What needs to be done -
A complete, word-for-word restatement of the entries is needed.

....

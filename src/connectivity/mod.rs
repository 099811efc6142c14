//! Signed JSON client for the Tencent Cloud API.
//!
//! Every product is reached the same way: a `POST /` of the JSON request to
//! `{protocol}://{service}.{domain}`, with the action and API version in
//! `X-TC-*` headers and a TC3-HMAC-SHA256 `Authorization` header. Responses
//! are wrapped in `{"Response": {...}}`; failures carry `Response.Error`.

pub mod sign;

use crate::config::ProviderConfig;
use crate::error::{
    ApiError, ProviderError, Result, CLIENT_HTTP_STATUS_ERROR, CLIENT_NETWORK_ERROR,
    CLIENT_PARSE_ERROR,
};
use crate::ratelimit::RateLimiter;
use crate::retry::{self, RetryConfig, RetryError};
use serde::de::DeserializeOwned;
use serde::{Deserialize, Serialize};
use serde_json::Value;
use std::future::Future;
use tracing::{debug, error};

/// A cloud product and the API version its calls use.
#[derive(Debug, Clone, Copy, PartialEq, Eq)]
pub struct Product {
    /// Service name, also the host prefix.
    pub service: &'static str,
    /// API version sent as `X-TC-Version`.
    pub version: &'static str,
}

/// Cloud Data Warehouse for ClickHouse.
pub const CDWCH: Product = Product {
    service: "cdwch",
    version: "2020-09-15",
};

/// Cloud Monitor, which also serves the Grafana and Prometheus (TMP) APIs.
pub const MONITOR: Product = Product {
    service: "monitor",
    version: "2018-07-24",
};

const LANGUAGE: &str = "en-US";

#[derive(Debug, Deserialize)]
struct Envelope {
    #[serde(rename = "Response")]
    response: Value,
}

#[derive(Debug, Deserialize)]
struct ErrorBody {
    #[serde(rename = "Code", default)]
    code: String,
    #[serde(rename = "Message", default)]
    message: String,
}

/// Client shared by every resource of one configured provider.
#[derive(Debug)]
pub struct TencentCloudClient {
    http: reqwest::Client,
    config: ProviderConfig,
    limiter: RateLimiter,
}

impl TencentCloudClient {
    /// Build a client from resolved configuration.
    pub fn new(config: ProviderConfig) -> Result<Self> {
        let http = reqwest::Client::builder()
            .timeout(config.request_timeout)
            .build()
            .map_err(|e| ProviderError::Configuration(format!("failed to build http client: {}", e)))?;
        let limiter = RateLimiter::new(config.rate_limit);
        Ok(Self {
            http,
            config,
            limiter,
        })
    }

    /// The configuration this client was built from.
    pub fn config(&self) -> &ProviderConfig {
        &self.config
    }

    /// Region calls are sent to.
    pub fn region(&self) -> &str {
        &self.config.region
    }

    /// Retry timeouts and interval.
    pub fn retry_config(&self) -> RetryConfig {
        self.config.retry
    }

    /// Issue `action` against `product` and decode the `Response` object.
    pub async fn call<Req, Resp>(&self, product: Product, action: &str, request: &Req) -> Result<Resp>
    where
        Req: Serialize + ?Sized,
        Resp: DeserializeOwned,
    {
        self.limiter.check(action).await;

        let payload = serde_json::to_string(request)?;
        match self.send(product, action, &payload).await {
            Ok((body, response)) => {
                debug!(
                    action,
                    request = %payload,
                    response = %body,
                    "api[{}] success", action
                );
                Ok(serde_json::from_value(response).map_err(|e| {
                    ApiError::client(CLIENT_PARSE_ERROR, format!("{}: {}", action, e))
                })?)
            },
            Err(err) => {
                error!(action, request = %payload, reason = %err, "api[{}] fail", action);
                Err(err.into())
            },
        }
    }

    async fn send(
        &self,
        product: Product,
        action: &str,
        payload: &str,
    ) -> std::result::Result<(String, Value), ApiError> {
        let host = self.config.host(product.service);
        let timestamp = chrono::Utc::now().timestamp();
        let authorization = sign::authorization(&sign::SignRequest {
            secret_id: &self.config.secret_id,
            secret_key: &self.config.secret_key,
            service: product.service,
            host: &host,
            payload,
            timestamp,
        });

        let mut builder = self
            .http
            .post(format!("{}/", self.config.base_url(product.service)))
            .header(reqwest::header::AUTHORIZATION, authorization)
            .header(reqwest::header::CONTENT_TYPE, sign::CONTENT_TYPE)
            .header("X-TC-Action", action)
            .header("X-TC-Version", product.version)
            .header("X-TC-Timestamp", timestamp.to_string())
            .header("X-TC-Region", &self.config.region)
            .header("X-TC-Language", LANGUAGE)
            .header(reqwest::header::HOST, &host)
            .body(payload.to_string());
        if let Some(token) = &self.config.security_token {
            builder = builder.header("X-TC-Token", token);
        }

        let response = builder
            .send()
            .await
            .map_err(|e| ApiError::client(CLIENT_NETWORK_ERROR, e.to_string()))?;
        let status = response.status();
        let body = response
            .text()
            .await
            .map_err(|e| ApiError::client(CLIENT_NETWORK_ERROR, e.to_string()))?;
        if !status.is_success() {
            return Err(ApiError::client(
                CLIENT_HTTP_STATUS_ERROR,
                format!("{}: {}", status, body),
            ));
        }

        let envelope: Envelope = serde_json::from_str(&body)
            .map_err(|e| ApiError::client(CLIENT_PARSE_ERROR, format!("{}: {}", e, body)))?;
        let request_id = envelope
            .response
            .get("RequestId")
            .and_then(Value::as_str)
            .unwrap_or_default()
            .to_string();
        if let Some(err) = envelope.response.get("Error") {
            let err: ErrorBody = serde_json::from_value(err.clone())
                .map_err(|e| ApiError::client(CLIENT_PARSE_ERROR, e.to_string()))?;
            return Err(ApiError::new(err.code, err.message, request_id));
        }
        Ok((body, envelope.response))
    }

    /// Retry `f` for up to the read timeout.
    pub async fn read_retry<T, F, Fut>(&self, f: F) -> Result<T>
    where
        F: FnMut() -> Fut,
        Fut: Future<Output = std::result::Result<T, RetryError>>,
    {
        let cfg = self.config.retry;
        retry::retry(cfg.read_timeout, cfg.interval, f).await
    }

    /// Retry `f` for up to the write timeout.
    pub async fn write_retry<T, F, Fut>(&self, f: F) -> Result<T>
    where
        F: FnMut() -> Fut,
        Fut: Future<Output = std::result::Result<T, RetryError>>,
    {
        let cfg = self.config.retry;
        retry::retry(cfg.write_timeout, cfg.interval, f).await
    }

    /// [`call`](Self::call) retried for up to the read timeout.
    pub async fn read_call<Req, Resp>(&self, product: Product, action: &str, request: &Req) -> Result<Resp>
    where
        Req: Serialize + ?Sized,
        Resp: DeserializeOwned,
    {
        self.read_retry(move || async move {
            self.call(product, action, request)
                .await
                .map_err(|e| retry::retry_error(e, &[]))
        })
        .await
    }

    /// [`call`](Self::call) retried for up to the write timeout. Codes in
    /// `additional` are retried on top of the default retryable set.
    pub async fn write_call<Req, Resp>(
        &self,
        product: Product,
        action: &str,
        request: &Req,
        additional: &[&str],
    ) -> Result<Resp>
    where
        Req: Serialize + ?Sized,
        Resp: DeserializeOwned,
    {
        self.write_retry(move || async move {
            self.call(product, action, request)
                .await
                .map_err(|e| retry::retry_error(e, additional))
        })
        .await
    }
}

....

Completed task -
filename src/connectivity/mod.rs
repository 099811efc6142c14
//! Signed JSON client for the Tencent Cloud API.
//!
//! Every product is reached the same way: a `POST /` of the JSON request to
//! `{protocol}://{service}.{domain}`, with the action and API version in
//! `X-TC-*` headers and a TC3-HMAC-SHA256 `Authorization` header. Responses
//! are wrapped in `{"Response": {...}}`; failures carry `Response.Error`.

pub mod sign;

use crate::config::ProviderConfig;
use crate::error::{
    ApiError, ProviderError, Result, CLIENT_HTTP_STATUS_ERROR, CLIENT_NETWORK_ERROR,
    CLIENT_PARSE_ERROR,
};
use crate::ratelimit::RateLimiter;
use crate::retry::{self, RetryConfig, RetryError};
use serde::de::DeserializeOwned;
use serde::{Deserialize, Serialize};
use serde_json::Value;
use std::future::Future;
use tracing::{debug, error};

/// A cloud product and the API version its calls use.
#[derive(Debug, Clone, Copy, PartialEq, Eq)]
pub struct Product {
    /// Service name, also the host prefix.
    pub service: &'static str,
    /// API version sent as `X-TC-Version`.
    pub version: &'static str,
}

/// Cloud Data Warehouse for ClickHouse.
pub const CDWCH: Product = Product {
    service: "cdwch",
    version: "2020-09-15",
};

/// Cloud Monitor, which also serves the Grafana and Prometheus (TMP) APIs.
pub const MONITOR: Product = Product {
    service: "monitor",
    version: "2018-07-24",
};

const LANGUAGE: &str = "en-US";

#[derive(Debug, Deserialize)]
struct Envelope {
    #[serde(rename = "Response")]
    response: Value,
}

#[derive(Debug, Deserialize)]
struct ErrorBody {
    #[serde(rename = "Code", default)]
    code: String,
    #[serde(rename = "Message", default)]
    message: String,
}

/// Client shared by every resource of one configured provider.
#[derive(Debug)]
pub struct TencentCloudClient {
    http: reqwest::Client,
    config: ProviderConfig,
    limiter: RateLimiter,
}

impl TencentCloudClient {
    /// Build a client from resolved configuration.
    pub fn new(config: ProviderConfig) -> Result<Self> {
        let http = reqwest::Client::builder()
            .timeout(config.request_timeout)
            .build()
            .map_err(|e| ProviderError::Configuration(format!("failed to build http client: {}", e)))?;
        let limiter = RateLimiter::new(config.rate_limit);
        Ok(Self {
            http,
            config,
            limiter,
        })
    }

    /// The configuration this client was built from.
    pub fn config(&self) -> &ProviderConfig {
        &self.config
    }

    /// Region calls are sent to.
    pub fn region(&self) -> &str {
        &self.config.region
    }

    /// Retry timeouts and interval.
    pub fn retry_config(&self) -> RetryConfig {
        self.config.retry
    }

    /// Issue `action` against `product` and decode the `Response` object.
    pub async fn call<Req, Resp>(&self, product: Product, action: &str, request: &Req) -> Result<Resp>
    where
        Req: Serialize + ?Sized,
        Resp: DeserializeOwned,
    {
        self.limiter.check(action).await;

        let payload = serde_json::to_string(request)?;
        match self.send(product, action, &payload).await {
            Ok((body, response)) => {
                debug!(
                    action,
                    request = %payload,
                    response = %body,
                    "api[{}] success", action
                );
                Ok(serde_json::from_value(response).map_err(|e| {
                    ApiError::client(CLIENT_PARSE_ERROR, format!("{}: {}", action, e))
                })?)
            },
            Err(err) => {
                error!(action, request = %payload, reason = %err, "api[{}] fail", action);
                Err(err.into())
            },
        }
    }

    async fn send(
        &self,
        product: Product,
        action: &str,
        payload: &str,
    ) -> std::result::Result<(String, Value), ApiError> {
        let host = self.config.host(product.service);
        let timestamp = chrono::Utc::now().timestamp();
        let authorization = sign::authorization(&sign::SignRequest {
            secret_id: &self.config.secret_id,
            secret_key: &self.config.secret_key,
            service: product.service,
            host: &host,
            payload,
            timestamp,
        });

        let mut builder = self
            .http
            .post(format!("{}/", self.config.base_url(product.service)))
            .header(reqwest::header::AUTHORIZATION, authorization)
            .header(reqwest::header::CONTENT_TYPE, sign::CONTENT_TYPE)
            .header("X-TC-Action", action)
            .header("X-TC-Version", product.version)
            .header("X-TC-Timestamp", timestamp.to_string())
            .header("X-TC-Region", &self.config.region)
            .header("X-TC-Language", LANGUAGE)
            .header(reqwest::header::HOST, &host)
            .body(payload.to_string());
        if let Some(token) = &self.config.security_token {
            builder = builder.header("X-TC-Token", token);
        }

        let response = builder
            .send()
            .await
            .map_err(|e| ApiError::client(CLIENT_NETWORK_ERROR, e.to_string()))?;
        let status = response.status();
        let body = response
            .text()
            .await
            .map_err(|e| ApiError::client(CLIENT_NETWORK_ERROR, e.to_string()))?;
        if !status.is_success() {
            return Err(ApiError::client(
                CLIENT_HTTP_STATUS_ERROR,
                format!("{}: {}", status, body),
            ));
        }

        let envelope: Envelope = serde_json::from_str(&body)
            .map_err(|e| ApiError::client(CLIENT_PARSE_ERROR, format!("{}: {}", e, body)))?;
        let request_id = envelope
            .response
            .get("RequestId")
            .and_then(Value::as_str)
            .unwrap_or_default()
            .to_string();
        if let Some(err) = envelope.response.get("Error") {
            let err: ErrorBody = serde_json::from_value(err.clone())
                .map_err(|e| ApiError::client(CLIENT_PARSE_ERROR, e.to_string()))?;
            return Err(ApiError::new(err.code, err.message, request_id));
        }
        Ok((body, envelope.response))
    }

    /// Retry `f` for up to the read timeout.
    pub async fn read_retry<T, F, Fut>(&self, f: F) -> Result<T>
    where
        F: FnMut() -> Fut,
        Fut: Future<Output = std::result::Result<T, RetryError>>,
    {
        let cfg = self.config.retry;
        retry::retry(cfg.read_timeout, cfg.interval, f).await
    }

    /// Retry `f` for up to the write timeout.
    pub async fn write_retry<T, F, Fut>(&self, f: F) -> Result<T>
    where
        F: FnMut() -> Fut,
        Fut: Future<Output = std::result::Result<T, RetryError>>,
    {
        let cfg = self.config.retry;
        retry::retry(cfg.write_timeout, cfg.interval, f).await
    }

    /// [`call`](Self::call) retried for up to the read timeout.
    pub async fn read_call<Req, Resp>(&self, product: Product, action: &str, request: &Req) -> Result<Resp>
    where
        Req: Serialize + ?Sized,
        Resp: DeserializeOwned,
    {
        self.read_retry(move || async move {
            self.call(product, action, request)
                .await
                .map_err(|e| retry::retry_error(e, &[]))
        })
        .await
    }

    /// [`call`](Self::call) retried for up to the write timeout. Codes in
    /// `additional` are retried on top of the default retryable set.
    pub async fn write_call<Req, Resp>(
        &self,
        product: Product,
        action: &str,
        request: &Req,
        additional: &[&str],
    ) -> Result<Resp>
    where
        Req: Serialize + ?Sized,
        Resp: DeserializeOwned,
    {
        self.write_retry(move || async move {
            self.call(product, action, request)
                .await
                .map_err(|e| retry::retry_error(e, additional))
        })
        .await
    }
}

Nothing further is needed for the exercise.